## The task
Lines where the string "above" appears are to be copied from the entries below.

## Extracted records
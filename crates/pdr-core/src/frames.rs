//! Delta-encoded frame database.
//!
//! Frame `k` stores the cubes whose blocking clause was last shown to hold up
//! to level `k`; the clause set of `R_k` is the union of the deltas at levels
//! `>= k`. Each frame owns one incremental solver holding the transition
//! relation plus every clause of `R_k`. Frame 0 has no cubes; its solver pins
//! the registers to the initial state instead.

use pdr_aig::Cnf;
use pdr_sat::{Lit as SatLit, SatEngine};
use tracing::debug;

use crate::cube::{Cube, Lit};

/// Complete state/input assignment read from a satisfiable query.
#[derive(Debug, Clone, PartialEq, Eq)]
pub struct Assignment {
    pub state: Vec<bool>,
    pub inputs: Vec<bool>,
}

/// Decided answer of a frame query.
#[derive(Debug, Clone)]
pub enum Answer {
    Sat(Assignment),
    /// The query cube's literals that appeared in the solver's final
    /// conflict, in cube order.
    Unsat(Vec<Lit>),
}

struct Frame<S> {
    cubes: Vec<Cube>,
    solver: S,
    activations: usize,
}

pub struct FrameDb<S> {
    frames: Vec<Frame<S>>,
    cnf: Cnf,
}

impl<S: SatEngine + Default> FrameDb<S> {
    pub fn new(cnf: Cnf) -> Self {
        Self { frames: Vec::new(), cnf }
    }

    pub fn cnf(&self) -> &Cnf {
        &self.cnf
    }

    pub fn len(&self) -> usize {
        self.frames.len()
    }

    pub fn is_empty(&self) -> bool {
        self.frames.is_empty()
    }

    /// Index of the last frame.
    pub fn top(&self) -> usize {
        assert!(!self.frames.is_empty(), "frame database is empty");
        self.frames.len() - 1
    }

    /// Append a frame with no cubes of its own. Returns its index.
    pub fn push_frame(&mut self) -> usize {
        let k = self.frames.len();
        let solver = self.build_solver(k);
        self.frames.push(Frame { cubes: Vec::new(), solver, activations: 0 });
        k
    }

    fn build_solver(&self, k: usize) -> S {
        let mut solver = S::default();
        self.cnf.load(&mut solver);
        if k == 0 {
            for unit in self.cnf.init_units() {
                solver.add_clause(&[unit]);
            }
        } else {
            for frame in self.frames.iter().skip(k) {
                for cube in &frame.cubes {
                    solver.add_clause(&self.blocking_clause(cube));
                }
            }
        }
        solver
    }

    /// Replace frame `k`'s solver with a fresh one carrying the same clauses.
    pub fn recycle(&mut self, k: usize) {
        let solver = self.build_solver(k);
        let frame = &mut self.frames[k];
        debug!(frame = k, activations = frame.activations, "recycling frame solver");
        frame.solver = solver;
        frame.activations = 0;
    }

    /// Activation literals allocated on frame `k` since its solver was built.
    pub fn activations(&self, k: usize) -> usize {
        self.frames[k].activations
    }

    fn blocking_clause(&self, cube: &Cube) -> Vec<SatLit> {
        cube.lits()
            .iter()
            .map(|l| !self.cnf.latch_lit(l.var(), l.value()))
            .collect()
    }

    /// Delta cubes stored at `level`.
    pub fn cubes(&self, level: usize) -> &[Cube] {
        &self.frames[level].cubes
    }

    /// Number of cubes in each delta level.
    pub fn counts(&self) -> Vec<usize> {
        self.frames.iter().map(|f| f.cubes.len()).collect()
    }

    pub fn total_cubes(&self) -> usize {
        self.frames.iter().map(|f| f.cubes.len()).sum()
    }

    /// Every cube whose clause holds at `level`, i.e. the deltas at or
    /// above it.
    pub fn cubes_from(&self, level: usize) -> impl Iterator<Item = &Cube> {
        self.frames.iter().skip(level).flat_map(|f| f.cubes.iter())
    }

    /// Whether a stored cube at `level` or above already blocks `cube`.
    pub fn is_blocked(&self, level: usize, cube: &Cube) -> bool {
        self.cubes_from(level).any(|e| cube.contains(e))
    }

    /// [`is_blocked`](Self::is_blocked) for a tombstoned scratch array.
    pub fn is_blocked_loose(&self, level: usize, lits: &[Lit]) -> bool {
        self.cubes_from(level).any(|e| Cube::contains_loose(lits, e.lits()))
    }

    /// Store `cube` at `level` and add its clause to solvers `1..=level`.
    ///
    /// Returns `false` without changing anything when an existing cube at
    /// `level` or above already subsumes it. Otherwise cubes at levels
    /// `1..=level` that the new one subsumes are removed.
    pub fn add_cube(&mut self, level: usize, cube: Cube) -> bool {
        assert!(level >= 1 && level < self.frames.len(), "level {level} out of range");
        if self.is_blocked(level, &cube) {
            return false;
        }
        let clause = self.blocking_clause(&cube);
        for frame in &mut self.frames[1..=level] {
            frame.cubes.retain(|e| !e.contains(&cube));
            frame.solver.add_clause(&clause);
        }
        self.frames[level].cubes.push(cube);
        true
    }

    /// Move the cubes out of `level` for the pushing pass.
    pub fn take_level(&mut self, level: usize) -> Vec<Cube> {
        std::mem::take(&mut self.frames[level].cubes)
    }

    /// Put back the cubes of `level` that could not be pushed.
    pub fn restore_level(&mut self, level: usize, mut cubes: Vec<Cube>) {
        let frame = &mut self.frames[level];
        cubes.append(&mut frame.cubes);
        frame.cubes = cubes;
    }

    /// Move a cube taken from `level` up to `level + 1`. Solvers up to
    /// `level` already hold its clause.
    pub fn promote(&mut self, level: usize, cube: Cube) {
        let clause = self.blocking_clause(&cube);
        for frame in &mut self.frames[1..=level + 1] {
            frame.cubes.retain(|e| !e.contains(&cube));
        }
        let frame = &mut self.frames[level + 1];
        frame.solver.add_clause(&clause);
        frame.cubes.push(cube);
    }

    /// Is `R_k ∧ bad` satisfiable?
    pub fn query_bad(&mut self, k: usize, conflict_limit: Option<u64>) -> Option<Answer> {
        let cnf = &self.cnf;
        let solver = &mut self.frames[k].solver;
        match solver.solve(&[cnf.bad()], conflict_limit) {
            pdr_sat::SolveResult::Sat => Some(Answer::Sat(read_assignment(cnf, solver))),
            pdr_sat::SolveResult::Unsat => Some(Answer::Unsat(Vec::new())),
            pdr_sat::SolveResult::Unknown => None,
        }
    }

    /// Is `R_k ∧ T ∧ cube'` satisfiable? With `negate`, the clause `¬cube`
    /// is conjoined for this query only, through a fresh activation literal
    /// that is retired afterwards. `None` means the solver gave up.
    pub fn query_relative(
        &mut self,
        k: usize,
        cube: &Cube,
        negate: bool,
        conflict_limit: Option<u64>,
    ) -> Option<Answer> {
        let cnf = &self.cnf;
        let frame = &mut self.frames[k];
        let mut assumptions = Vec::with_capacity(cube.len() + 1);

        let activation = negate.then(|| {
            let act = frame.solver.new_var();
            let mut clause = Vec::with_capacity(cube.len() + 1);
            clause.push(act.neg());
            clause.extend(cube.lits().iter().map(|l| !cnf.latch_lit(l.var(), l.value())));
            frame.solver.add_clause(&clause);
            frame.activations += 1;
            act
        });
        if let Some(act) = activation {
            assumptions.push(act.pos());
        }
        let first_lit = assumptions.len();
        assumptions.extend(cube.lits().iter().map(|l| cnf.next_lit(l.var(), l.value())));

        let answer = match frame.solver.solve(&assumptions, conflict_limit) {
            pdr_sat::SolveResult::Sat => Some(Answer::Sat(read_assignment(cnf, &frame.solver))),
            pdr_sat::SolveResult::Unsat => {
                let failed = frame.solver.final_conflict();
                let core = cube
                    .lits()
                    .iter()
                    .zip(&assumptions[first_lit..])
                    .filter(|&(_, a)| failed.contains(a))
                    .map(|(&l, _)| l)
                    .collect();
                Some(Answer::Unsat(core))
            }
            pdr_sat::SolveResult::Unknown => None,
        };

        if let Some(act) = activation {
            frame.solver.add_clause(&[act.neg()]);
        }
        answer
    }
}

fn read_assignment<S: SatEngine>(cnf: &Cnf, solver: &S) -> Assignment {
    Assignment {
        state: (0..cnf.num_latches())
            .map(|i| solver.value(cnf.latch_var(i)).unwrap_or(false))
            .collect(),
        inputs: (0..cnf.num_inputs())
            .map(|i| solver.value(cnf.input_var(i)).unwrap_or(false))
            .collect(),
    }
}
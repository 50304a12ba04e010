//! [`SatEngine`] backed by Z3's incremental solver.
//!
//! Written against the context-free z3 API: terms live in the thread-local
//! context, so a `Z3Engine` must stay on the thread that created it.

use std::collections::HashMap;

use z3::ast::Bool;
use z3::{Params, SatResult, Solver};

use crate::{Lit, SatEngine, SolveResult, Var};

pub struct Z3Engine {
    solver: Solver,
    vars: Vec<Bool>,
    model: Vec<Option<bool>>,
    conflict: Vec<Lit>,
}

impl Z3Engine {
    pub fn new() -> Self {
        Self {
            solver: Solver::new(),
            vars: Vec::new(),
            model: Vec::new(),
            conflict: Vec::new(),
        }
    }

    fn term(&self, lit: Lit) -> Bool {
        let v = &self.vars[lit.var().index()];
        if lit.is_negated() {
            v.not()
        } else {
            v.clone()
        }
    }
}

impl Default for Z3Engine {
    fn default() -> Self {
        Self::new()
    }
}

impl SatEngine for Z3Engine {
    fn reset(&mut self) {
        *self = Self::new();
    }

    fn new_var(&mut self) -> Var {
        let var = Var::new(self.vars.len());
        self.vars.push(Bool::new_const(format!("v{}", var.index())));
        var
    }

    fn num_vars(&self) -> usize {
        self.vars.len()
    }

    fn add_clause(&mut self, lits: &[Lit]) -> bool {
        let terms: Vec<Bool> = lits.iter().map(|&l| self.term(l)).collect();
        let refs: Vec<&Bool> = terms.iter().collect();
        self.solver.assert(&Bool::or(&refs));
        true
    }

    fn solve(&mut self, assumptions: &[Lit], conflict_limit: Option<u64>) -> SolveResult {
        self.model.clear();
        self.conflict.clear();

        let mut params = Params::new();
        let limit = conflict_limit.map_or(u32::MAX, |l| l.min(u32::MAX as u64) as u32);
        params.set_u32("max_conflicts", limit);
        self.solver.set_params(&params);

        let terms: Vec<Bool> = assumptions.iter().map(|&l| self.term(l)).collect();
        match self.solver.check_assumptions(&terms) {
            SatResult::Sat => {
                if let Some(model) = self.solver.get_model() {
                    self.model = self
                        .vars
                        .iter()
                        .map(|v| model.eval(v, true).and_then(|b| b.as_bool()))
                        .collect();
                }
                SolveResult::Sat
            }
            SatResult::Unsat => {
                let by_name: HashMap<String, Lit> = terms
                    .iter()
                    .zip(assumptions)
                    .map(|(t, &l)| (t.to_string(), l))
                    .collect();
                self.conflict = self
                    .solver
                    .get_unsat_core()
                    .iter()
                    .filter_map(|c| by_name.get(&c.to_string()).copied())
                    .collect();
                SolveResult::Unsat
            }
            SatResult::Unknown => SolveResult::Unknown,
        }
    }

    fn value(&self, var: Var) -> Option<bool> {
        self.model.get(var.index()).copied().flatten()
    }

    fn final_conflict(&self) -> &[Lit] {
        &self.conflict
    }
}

## Written response
    /// above it.
    /// Whether a stored cube at `level` or above already blocks `cube`.
    /// `level` or above already subsumes it. Otherwise cubes at levels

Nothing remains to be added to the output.